The focus in realXtend is to lead the development. There is a secondary goal to be interoperable whenever it makes sense. I just heard from Adam that the latest OpenSim is rock solid, so that is a big incentive for us to continue our efforts to modify realXtend code to be compatible with them. The goal here is to make realXtend as modules for OpenSim for easy integration.
Tish: Rex has blazed the trail with facilitating the import/export of meshes! But large meshes from programs like 3D max, while they create totally new opportunities for applications and content development, can be time consuming to work in and often require a lot of time on the import /export work, and they can be difficult to fine tune in world. One of the dreams for the future might be prim meshes that would bring the best of both worlds together (prim and mesh) do you see this as a possibility? I have heard many obstacles from bandwidth to graphic card inadequacies. But as Rex now has a reputation for doing the impossible I am asking your view on whether prim meshes are on the horizon? If not what are you doing to make meshes more flexible and easy to work with in world?
Jani: That is an interesting idea, and we have toyed ourselves with it already. It is definitely not impossible, though we have not made any decisions whether we will implement it or not.
We are going to do a lot of improvements to world building tools and add new possibilities like projectors, and things that are familiar from game level editing tools. Mesh selection is going to be fixed, for example. So you can expect much more in the area of world building. We are doing a lot of world building ourselves and have found it too cumbersome at the moment.
Tish: OpenSim is definitely the fastest forward moving kid on the metaverse block. I know that the Rex avatar server is out and the Rex grid open. But, as I have a Mac I have no first hand experience, so I am interested to know how well things are progressing re stability, concurrency and ability to scale?
Jani: Those are currently the weak points we have, but we are going to attack also these in the near future.
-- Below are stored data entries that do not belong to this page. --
use colored::*;
use unicode_width::UnicodeWidthStr;

use crate::terminal::colors;

pub const TOTAL_WIDTH: usize = 64;

const BANNER_0: &str = r#"
     █     █░ ▄▄▄     ▄▄▄█████▓ ▄████▄   ██░ ██  ██▀███
    ▓█░ █ ░█░▒████▄   ▓  ██▒ ▓▒▒██▀ ▀█  ▓██░ ██▒▓██ ▒ ██▒
    ▒█░ █ ░█ ▒██  ▀█▄ ▒ ▓██░ ▒░▒▓█    ▄ ▒██▀▀██░▓██ ░▄█ ▒
    ░█░ █ ░█ ░██▄▄▄▄██░ ▓██▓ ░ ▒▓▓▄ ▄██▒░▓█ ░██ ▒██▀▀█▄
    ░░██▒██▓  ▓█   ▓██▒ ▒██▒ ░ ▒ ▓███▀ ░░▓█▒░██▓░██▓ ▒██▒
    ░ ▓░▒ ▒   ▒▒   ▓▒█░ ▒ ░░   ░ ░▒ ▒  ░ ▒ ░░▒░▒░ ▒▓ ░▒▓░
      ▒ ░ ░    ▒   ▒▒ ░   ░      ░  ▒    ▒ ░▒░ ░  ░▒ ░ ▒░
"#;

const BANNER_1: &str = r#"
     __      __  ______  ______  ___  _  _  ____
    /  \    /  \/  __  \|__  __|/ __|| || ||  _ \
    \   \/\/   /|  /\  |  |  | | |   | __ || /\_/
     \        / |  ||  |  |  | | |__ | || || |\ \
      \__/\__/  |__||__|  |__|  \___||_||_||_| \_\
"#;

pub fn banner(no_banner: bool) {
    if no_banner {
        return;
    }

    println!();
    let text_content: String = format!("⟦ WATCHR v{} ⟧ ", env!("CARGO_PKG_VERSION"));
    let text_width: usize = UnicodeWidthStr::width(text_content.as_str());
    let text: ColoredString = text_content.bright_green().bold();
    let sep: ColoredString = "═".repeat((TOTAL_WIDTH - text_width) / 2).bright_black();
    println!("{}{}{}", sep, text, sep);

    match rand::random_range(0..=1) {
        0 => println!("{}", BANNER_0.cyan()),
        _ => println!("{}", BANNER_1.truecolor(255, 165, 0)),
    }
}

pub fn header(msg: &str) {
    let formatted: String = format!("⟦ {} ⟧", msg);
    let msg_len: usize = formatted.chars().count();

    let dash_count: usize = TOTAL_WIDTH.saturating_sub(msg_len);
    let left: usize = dash_count / 2;
    let right: usize = dash_count - left;

    let line: ColoredString = format!(
        "{}{}{}",
        "─".repeat(left),
        formatted.to_uppercase().bright_green(),
        "─".repeat(right)
    )
    .bright_black();

    println!("{}", line);
}

pub fn print_status<T: AsRef<str>>(msg: T) {
    let prefix: ColoredString = ">".color(colors::SEPARATOR);
    println!("{} {}", prefix, msg.as_ref().color(colors::TEXT_DEFAULT));
}

/// One entry of the operator's selection menu. `idx` is the number the
/// operator types, so it is 1-based.
pub fn numbered_line(idx: usize, value: &str) {
    let idx_str: String = format!("[{}]", idx.to_string().color(colors::ACCENT));
    println!(
        " {} {}",
        idx_str.color(colors::SEPARATOR),
        value.color(colors::PRIMARY)
    );
}

pub fn fat_separator() {
    println!("{}", "═".repeat(TOTAL_WIDTH).bright_black());
}

pub fn centerln(msg: &str) {
    let width: usize = console::measure_text_width(msg);
    let space = " ".repeat(TOTAL_WIDTH.saturating_sub(width) / 2);
    println!("{}{}", space, msg);
}

const NO_RESULTS_0: &str = r#"
                       _  _    ___  _  _
                      | || |  / _ \| || |
                      | || |_| | | | || |_
                      |__   _| |_| |__   _|
         _   _  ___ _____|_|__\___/__ |_|  _ _   _ ____
        | \ | |/ _ \_   _| |  ___/ _ \| | | | \ | |  _ \
        |  \| | | | || |   | |_ | | | | | | |  \| | | | |
        | |\  | |_| || |   |  _|| |_| | |_| | |\  | |_| |
        |_| \_|\___/ |_|   |_|   \___/ \___/|_| \_|____/
"#;

pub fn no_results() {
    println!("{}", NO_RESULTS_0.red().bold());
}

pub fn end_of_program() {
    println!("{}", "═".repeat(TOTAL_WIDTH).color(colors::SEPARATOR));
}
#![cfg(test)]
use std::net::Ipv4Addr;
use std::time::Duration;

use tokio::net::TcpListener;
use watchr_common::config::ScanConfig;
use watchr_common::network::range::Ipv4Range;
use watchr_core::scanner;

fn loopback_config(last_octet_end: u8, port: u16) -> ScanConfig {
    ScanConfig {
        range: Ipv4Range::new(
            Ipv4Addr::new(127, 0, 0, 1),
            Ipv4Addr::new(127, 0, 0, last_octet_end),
        ),
        port,
        timeout: Duration::from_millis(500),
        workers: 16,
    }
}

/// A listener's backlog accepts connects without any accept() calls, so a
/// bound socket is enough to look like a camera to the scanner.
#[tokio::test]
async fn discovery_finds_a_loopback_listener() {
    let listener = TcpListener::bind("127.0.0.1:0").await.unwrap();
    let port: u16 = listener.local_addr().unwrap().port();

    let cfg = loopback_config(1, port);
    let cameras = scanner::perform_discovery(&cfg, None).await.unwrap();

    assert_eq!(cameras, vec![Ipv4Addr::new(127, 0, 0, 1)]);
}

#[tokio::test]
async fn discovery_of_a_dead_range_is_empty_not_an_error() {
    // Grab a free port, then release it so nothing listens there.
    let listener = TcpListener::bind("127.0.0.1:0").await.unwrap();
    let port: u16 = listener.local_addr().unwrap().port();
    drop(listener);

    let cfg = loopback_config(3, port);
    let cameras = scanner::perform_discovery(&cfg, None).await.unwrap();

    assert!(cameras.is_empty());
}

#[tokio::test]
#[cfg(target_os = "linux")]
async fn discovery_preserves_range_order_across_listeners() {
    // Linux exposes the whole 127.0.0.0/8, so distinct loopback addresses
    // can share one port.
    let first = TcpListener::bind("127.0.0.1:0").await.unwrap();
    let port: u16 = first.local_addr().unwrap().port();
    let second = TcpListener::bind((Ipv4Addr::new(127, 0, 0, 2), port))
        .await
        .unwrap();
    let fourth = TcpListener::bind((Ipv4Addr::new(127, 0, 0, 4), port))
        .await
        .unwrap();

    let cfg = loopback_config(5, port);
    let cameras = scanner::perform_discovery(&cfg, None).await.unwrap();

    assert_eq!(
        cameras,
        vec![
            Ipv4Addr::new(127, 0, 0, 1),
            Ipv4Addr::new(127, 0, 0, 2),
            Ipv4Addr::new(127, 0, 0, 4),
        ]
    );

    drop((first, second, fourth));
}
The stability is number one, it is a must for every application out there.
Tish: OpenSim is beginning to get a lot of interest from major corporate players. IBM, Microsoft, Intel, are three of the big ones. How do you think this will effect Rex and the developing ecosystem of OpenSim?
Jani: I think you could compare OpenSim and realXtend to operating system and a windowing system. realXtend is built on OpenSim, so every big company who starts to use OpenSim, will consider using realXtend as well. By using realXtend, you actually use OpenSim server plus some modifications we have done to enable all the new features.
I am sure that OpenSim and realXtend benefit each other as the whole ecosystem looks richer that way.
Tish: Recently I talked to several key metaverse developers in Japan and the integration of 3D immersive and mobile tech is very much part of their vision. But Japanese cell phone habits make the possibilities for interesting integration very rich. In Europe and the US what interesting directions do you think this integration with 3D immersive and mobile could take?
Jani: That is something we have given a lot of thought to, but we haven’t found a clear answer yet. One idea is that there could be communication application that you can use to have presence in the virtual world even when you are on the move.